1999 was a big year for the Get Up Kids. As they looked back, the previous four years had been a roller coaster ride. The Kansas City band had enjoyed widespread adulation from the release of their first 7”, following it up with two hugely successful releases on local indie Doghouse. As they reached the end of their Doghouse obligation, it seemed that the Get Up Kids needed a larger engine than Doghouse could provide. Wining and dining ensued. The band was just about to sign to Mojo Records when Rich Egan and Jon Cohen from indie upstarts Vagrant landed the band in 1999 with a sizable advance and the offer of their own Heroes and Villains label imprint.
The role of Vagrant Records in the success of the Get Up Kids is not one to be understated. The two rose symbiotically, sharing a collective rise in profile that served as a huge springboard for both parties. Something to Write Home About was the first Get Up Kids release on Vagrant. It was also the record that the label literally bet (and built) the bank on. Vagrant extended themselves well into the financial danger zone personally and professionally, with co-proprietor Jon Cohen mortgaging his family’s home to finance the record. Luckily for all parties, it proved to be an extremely wise investment. Something to Write Home About sold like the proverbial hotcakes, providing the initial financial and credibility foundation for Vagrant to become the über-indie force that they are today.
In the annals of the Get Up Kids history, Something to Write Home About is a milestone for a number of reasons.

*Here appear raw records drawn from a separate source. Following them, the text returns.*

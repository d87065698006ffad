use std::path::{Path, PathBuf};

use log::{debug, error};
use serde::{Deserialize, Serialize};
use twitch_oauth2::{oauth2::AccessToken, ClientId, ClientSecret};

/// Default location of the credential file, relative to the working directory.
pub const DEFAULT_CONFIG_PATH: &str = "config.json";

/// Errors for [`Credentials::load`]
#[derive(Debug, thiserror::Error)]
pub enum ConfigError {
    #[error("could not read configuration from {}", path.display())]
    Missing {
        path: PathBuf,
        #[source]
        source: std::io::Error,
    },
    #[error("configuration in {} is malformed", path.display())]
    Malformed {
        path: PathBuf,
        #[source]
        source: serde_json::Error,
    },
}

/// On-disk shape of the credential file.
#[derive(Debug, Default, Serialize, Deserialize)]
#[serde(rename_all = "camelCase")]
struct ConfigFile {
    #[serde(alias = "ClientId")]
    client_id: String,
    #[serde(alias = "ClientSecret")]
    client_secret: String,
    #[serde(alias = "AuthToken")]
    auth_token: String,
}

/// Credentials needed for a run.
///
/// `client_id` and `client_secret` identify the registered application for the
/// OAuth exchange and Helix calls, `auth_token` is the browser session token the
/// GQL surface expects in an `OAuth <token>` header.
#[derive(Debug, Clone)]
pub struct Credentials {
    pub client_id: ClientId,
    pub client_secret: ClientSecret,
    pub auth_token: AccessToken,
}

impl Credentials {
    /// Construct [`Credentials`] from plain strings
    pub fn new(client_id: &str, client_secret: &str, auth_token: &str) -> Self {
        Credentials {
            client_id: ClientId::new(client_id.to_string()),
            client_secret: ClientSecret::new(client_secret.to_string()),
            auth_token: AccessToken::new(auth_token.to_string()),
        }
    }

    /// Read the credential file at `path`.
    pub fn load(path: impl AsRef<Path>) -> Result<Credentials, ConfigError> {
        let path = path.as_ref();
        let data = std::fs::read_to_string(path).map_err(|source| ConfigError::Missing {
            path: path.to_path_buf(),
            source,
        })?;
        let file: ConfigFile =
            serde_json::from_str(&data).map_err(|source| ConfigError::Malformed {
                path: path.to_path_buf(),
                source,
            })?;
        debug!("loaded configuration from {}", path.display());
        Ok(Credentials::new(
            &file.client_id,
            &file.client_secret,
            &file.auth_token,
        ))
    }

    /// Replace values with `CLIENT_ID`, `CLIENT_SECRET` and `AUTH_TOKEN` from `lookup`.
    ///
    /// Empty values are ignored. Pass `|key| std::env::var(key).ok()` to read the process environment.
    pub fn with_overrides(mut self, lookup: impl Fn(&str) -> Option<String>) -> Self {
        let lookup = |key: &str| lookup(key).filter(|value| !value.trim().is_empty());
        if let Some(client_id) = lookup("CLIENT_ID") {
            debug!("client id overridden from environment");
            self.client_id = ClientId::new(client_id);
        }
        if let Some(client_secret) = lookup("CLIENT_SECRET") {
            debug!("client secret overridden from environment");
            self.client_secret = ClientSecret::new(client_secret);
        }
        if let Some(auth_token) = lookup("AUTH_TOKEN") {
            debug!("auth token overridden from environment");
            self.auth_token = AccessToken::new(auth_token);
        }
        self
    }

    /// Write the credentials to `path` as pretty JSON.
    ///
    /// Failures are logged, not returned.
    pub fn save(&self, path: impl AsRef<Path>) {
        let path = path.as_ref();
        let file = ConfigFile {
            client_id: self.client_id.as_str().to_string(),
            client_secret: self.client_secret.secret().clone(),
            auth_token: self.auth_token.secret().clone(),
        };
        let result = serde_json::to_string_pretty(&file)
            .map_err(std::io::Error::from)
            .and_then(|json| std::fs::write(path, json));
        match result {
            Ok(()) => debug!("saved configuration to {}", path.display()),
            Err(e) => error!("error saving configuration to {}: {}", path.display(), e),
        }
    }
}

#[cfg(test)]
mod tests {
    use super::*;

    fn write(dir: &tempfile::TempDir, contents: &str) -> PathBuf {
        let path = dir.path().join("config.json");
        std::fs::write(&path, contents).unwrap();
        path
    }

    #[test]
    fn load_reads_camel_case_keys() {
        let dir = tempfile::tempdir().unwrap();
        let path = write(
            &dir,
            r#"{"clientId":"cid","clientSecret":"secret","authToken":"gql"}"#,
        );
        let creds = Credentials::load(&path).unwrap();
        assert_eq!(creds.client_id.as_str(), "cid");
        assert_eq!(creds.client_secret.secret(), "secret");
        assert_eq!(creds.auth_token.secret(), "gql");
    }

    #[test]
    fn load_accepts_pascal_case_keys() {
        let dir = tempfile::tempdir().unwrap();
        let path = write(
            &dir,
            r#"{"ClientId":"cid","ClientSecret":"secret","AuthToken":"gql"}"#,
        );
        let creds = Credentials::load(&path).unwrap();
        assert_eq!(creds.client_id.as_str(), "cid");
    }

    #[test]
    fn missing_file_is_reported_as_missing() {
        let dir = tempfile::tempdir().unwrap();
        let err = Credentials::load(dir.path().join("nope.json")).unwrap_err();
        assert!(matches!(err, ConfigError::Missing { .. }));
    }

    #[test]
    fn broken_json_is_reported_as_malformed() {
        let dir = tempfile::tempdir().unwrap();
        let path = write(&dir, r#"{"clientId": "#);
        assert!(matches!(
            Credentials::load(&path).unwrap_err(),
            ConfigError::Malformed { .. }
        ));

        let path = write(&dir, r#"{"clientId":"cid"}"#);
        assert!(matches!(
            Credentials::load(&path).unwrap_err(),
            ConfigError::Malformed { .. }
        ));
    }

    #[test]
    fn overrides_replace_non_empty_values_only() {
        let creds = Credentials::new("cid", "secret", "gql").with_overrides(|key| match key {
            "CLIENT_ID" => Some("other".to_string()),
            "AUTH_TOKEN" => Some("  ".to_string()),
            _ => None,
        });
        assert_eq!(creds.client_id.as_str(), "other");
        assert_eq!(creds.client_secret.secret(), "secret");
        assert_eq!(creds.auth_token.secret(), "gql");
    }

    #[test]
    fn save_writes_camel_case_keys() {
        let dir = tempfile::tempdir().unwrap();
        let path = dir.path().join("saved.json");
        Credentials::new("cid", "secret", "gql").save(&path);

        let value: serde_json::Value =
            serde_json::from_str(&std::fs::read_to_string(&path).unwrap()).unwrap();
        assert_eq!(value["clientId"], "cid");
        assert_eq!(value["clientSecret"], "secret");
        assert_eq!(value["authToken"], "gql");
    }

    #[test]
    fn save_into_missing_directory_does_not_panic() {
        let dir = tempfile::tempdir().unwrap();
        Credentials::new("cid", "secret", "gql").save(dir.path().join("a/b/config.json"));
        assert!(!dir.path().join("a").exists());
    }

    #[test]
    fn debug_output_redacts_secrets() {
        let creds = Credentials::new("cid", "hunter2", "gqltoken");
        let debug = format!("{:?}", creds);
        assert!(!debug.contains("hunter2"));
        assert!(!debug.contains("gqltoken"));
        assert_eq!(format!("{:?}", creds.auth_token), "AccessToken([redacted])");
    }
}
use std::{
    io::Write,
    path::{Path, PathBuf},
};

use log::{debug, info};
use time::{macros::format_description, OffsetDateTime};

use crate::{gql::GqlClient, helix::HelixClient, Error};

/// Report lines, one per followed channel in the order they were fetched.
#[derive(Clone, Debug, Default, PartialEq, Eq)]
pub struct Report {
    pub lines: Vec<String>,
}

impl Report {
    /// `<username>_ChannelPoints_<yyyyMMdd_HHmmss>.csv`
    pub fn file_name(username: &str, timestamp: OffsetDateTime) -> String {
        let stamp = timestamp
            .format(format_description!("[year][month][day]_[hour][minute][second]"))
            .unwrap_or_else(|_| timestamp.unix_timestamp().to_string());
        format!("{}_ChannelPoints_{}.csv", username, stamp)
    }

    /// Write the report into `dir`, creating it if needed, and return the file path.
    pub fn write_to(
        &self,
        dir: &Path,
        username: &str,
        timestamp: OffsetDateTime,
    ) -> Result<PathBuf, Error> {
        let path = dir.join(Report::file_name(username, timestamp));
        let write = || -> std::io::Result<()> {
            std::fs::create_dir_all(dir)?;
            let mut file = std::io::BufWriter::new(std::fs::File::create(&path)?);
            for line in &self.lines {
                writeln!(file, "{}", line)?;
            }
            file.flush()
        };
        write().map_err(|source| Error::WriteReport {
            path: path.clone(),
            source,
        })?;
        info!("wrote {} lines to {}", self.lines.len(), path.display());
        Ok(path)
    }
}

/// Current local time, or UTC when the local offset can not be determined.
pub fn now() -> OffsetDateTime {
    OffsetDateTime::now_local().unwrap_or_else(|_| OffsetDateTime::now_utc())
}

/// Where reports go when no directory is given.
pub fn default_output_dir() -> PathBuf {
    dirs::download_dir()
        .or_else(|| dirs::home_dir().map(|home| home.join("Downloads")))
        .unwrap_or_else(|| PathBuf::from("."))
}

/// Builds a [`Report`] for one user from authenticated clients.
pub struct ReportAssembler<'a> {
    helix: &'a HelixClient,
    gql: &'a GqlClient,
}

impl<'a> ReportAssembler<'a> {
    pub fn new(helix: &'a HelixClient, gql: &'a GqlClient) -> Self {
        ReportAssembler { helix, gql }
    }

    /// Resolve `username`, walk its follows and look up points for each channel in turn.
    ///
    /// Only the user lookup can fail; follow pagination and channel lookups degrade into
    /// shorter or annotated reports.
    pub async fn assemble(&self, username: &str) -> Result<Report, Error> {
        let user_id = self.helix.user_id(username).await?;
        debug!("state: user resolved");

        let channels = self.helix.all_follows(&user_id).await;
        debug!("state: follows fetched");
        info!("fetching channel points for {} followed streams", channels.len());

        let mut lines = Vec::with_capacity(channels.len());
        for channel in &channels {
            let result = self.gql.channel_points(&channel.to_login).await;
            lines.push(result.to_string());
        }
        Ok(Report { lines })
    }
}

#[cfg(test)]
mod tests {
    use time::macros::datetime;

    use super::*;

    #[test]
    fn file_name_embeds_user_and_timestamp() {
        assert_eq!(
            Report::file_name("alice", datetime!(2023-09-05 07:08:09 UTC)),
            "alice_ChannelPoints_20230905_070809.csv"
        );
    }

    #[test]
    fn write_to_puts_one_line_per_entry() {
        let dir = tempfile::tempdir().unwrap();
        let report = Report {
            lines: vec!["Foo,1234".to_string(), "bar,Error fetching data: Bad Gateway".to_string()],
        };
        let path = report
            .write_to(&dir.path().join("out"), "alice", datetime!(2023-09-05 07:08:09 UTC))
            .unwrap();

        assert_eq!(path.file_name().unwrap(), "alice_ChannelPoints_20230905_070809.csv");
        assert_eq!(
            std::fs::read_to_string(&path).unwrap(),
            "Foo,1234\nbar,Error fetching data: Bad Gateway\n"
        );
    }

    #[test]
    fn empty_report_writes_empty_file() {
        let dir = tempfile::tempdir().unwrap();
        let path = Report::default()
            .write_to(dir.path(), "alice", datetime!(2023-09-05 07:08:09 UTC))
            .unwrap();
        assert_eq!(std::fs::read_to_string(&path).unwrap(), "");
    }
}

First and foremost, it can be argued that it was the last good record the band made. Second, it marked the formal addition of keyboardist James Dewees to the band ranks. The former Coalesce drummer brought equal parts keyboard texture and unnecessary Carrot Top-esque live buffoonery to the table, a move that was ironically a simultaneous marker of the band’s first step towards a more mature pop-rock direction and one that continues to polarize fans to this day. The band had always claimed that they were cut from more indie cloth than the emo tag that they were issued in their salad days and hereafter the Get Up Kids, especially main singer/guitarist Matt Pryor, strove to be taken seriously. Arguably successful in their quest, it proved to be somewhat of a pyrrhic victory, most conspicuously at the expense of the youthful energy they were still able to muster here.
Something to Write Home About kept the edge of their Doghouse past, but sported cleaner production and more hooks than a tackle box. The 12 songs are the strongest body of works they had been able to muster prior or since. It was obvious that the Get Up Kids were poised for very big things. The record opens with “Holiday”, a song that literally and figuratively bid adieu to their DIY roots. Most of the tracks wrestled with such introspection. and tellingly, the record reprised two songs from seminal pre-Vagrant singles: “Ten Minutes” from their Sub Pop single series release and “I’m a Loner Dottie, a Rebel” from the Tree Records Post-Marked Stamps series. The latter a split with Braid that is perhaps the finest song in the Kids canon. “Ten Minutes” marked the high water mark for co-singer Jim Suptic, a Kid who found himself increasingly marginalized by the music Pryor and Dewees brought to the table.
Something to Write Home Aboutt established the Get Up Kids worldwide as a top live draw and strong sales presence, but it proved to be at the expense of the band’s personal relationship. Internal politics saw the band becoming increasingly more fragmented and while subsequent records featured production from heavyweights like Gil Norton and Scott Litt, the band never captured lightning in a bottle like they did here. The 10th Anniversary reissue adds a DVD of a 2009 reunion show from their hometown of Lawrence, Kansas where they play Something to Write Home Aboutt in its entirety, along with a couple of other chestnuts to keep it interesting. The anniversary show is far from the band’s most spirited performance. To see it, it sure seems like somebody in the band thinks that he is the band. I’ll let you draw your own conclusions as to who the party is, but if you only get an inkling of that from this show, watching the bonus DVD footage of the band from their early days will only drive the point home. The footage captures the Get Up Kids in a more innocent time, a time when they were a band at home with their sound, rather than writing home to that figurative sound ten years after. Ten years on, Something to Write Home About is a seminal record from both the Vagrant and Get Up Kids canons. Both parties should be exceedingly proud and with this top-shelf commemorative re-issue and the extras therein, it’s well worth basking in the nostalgia.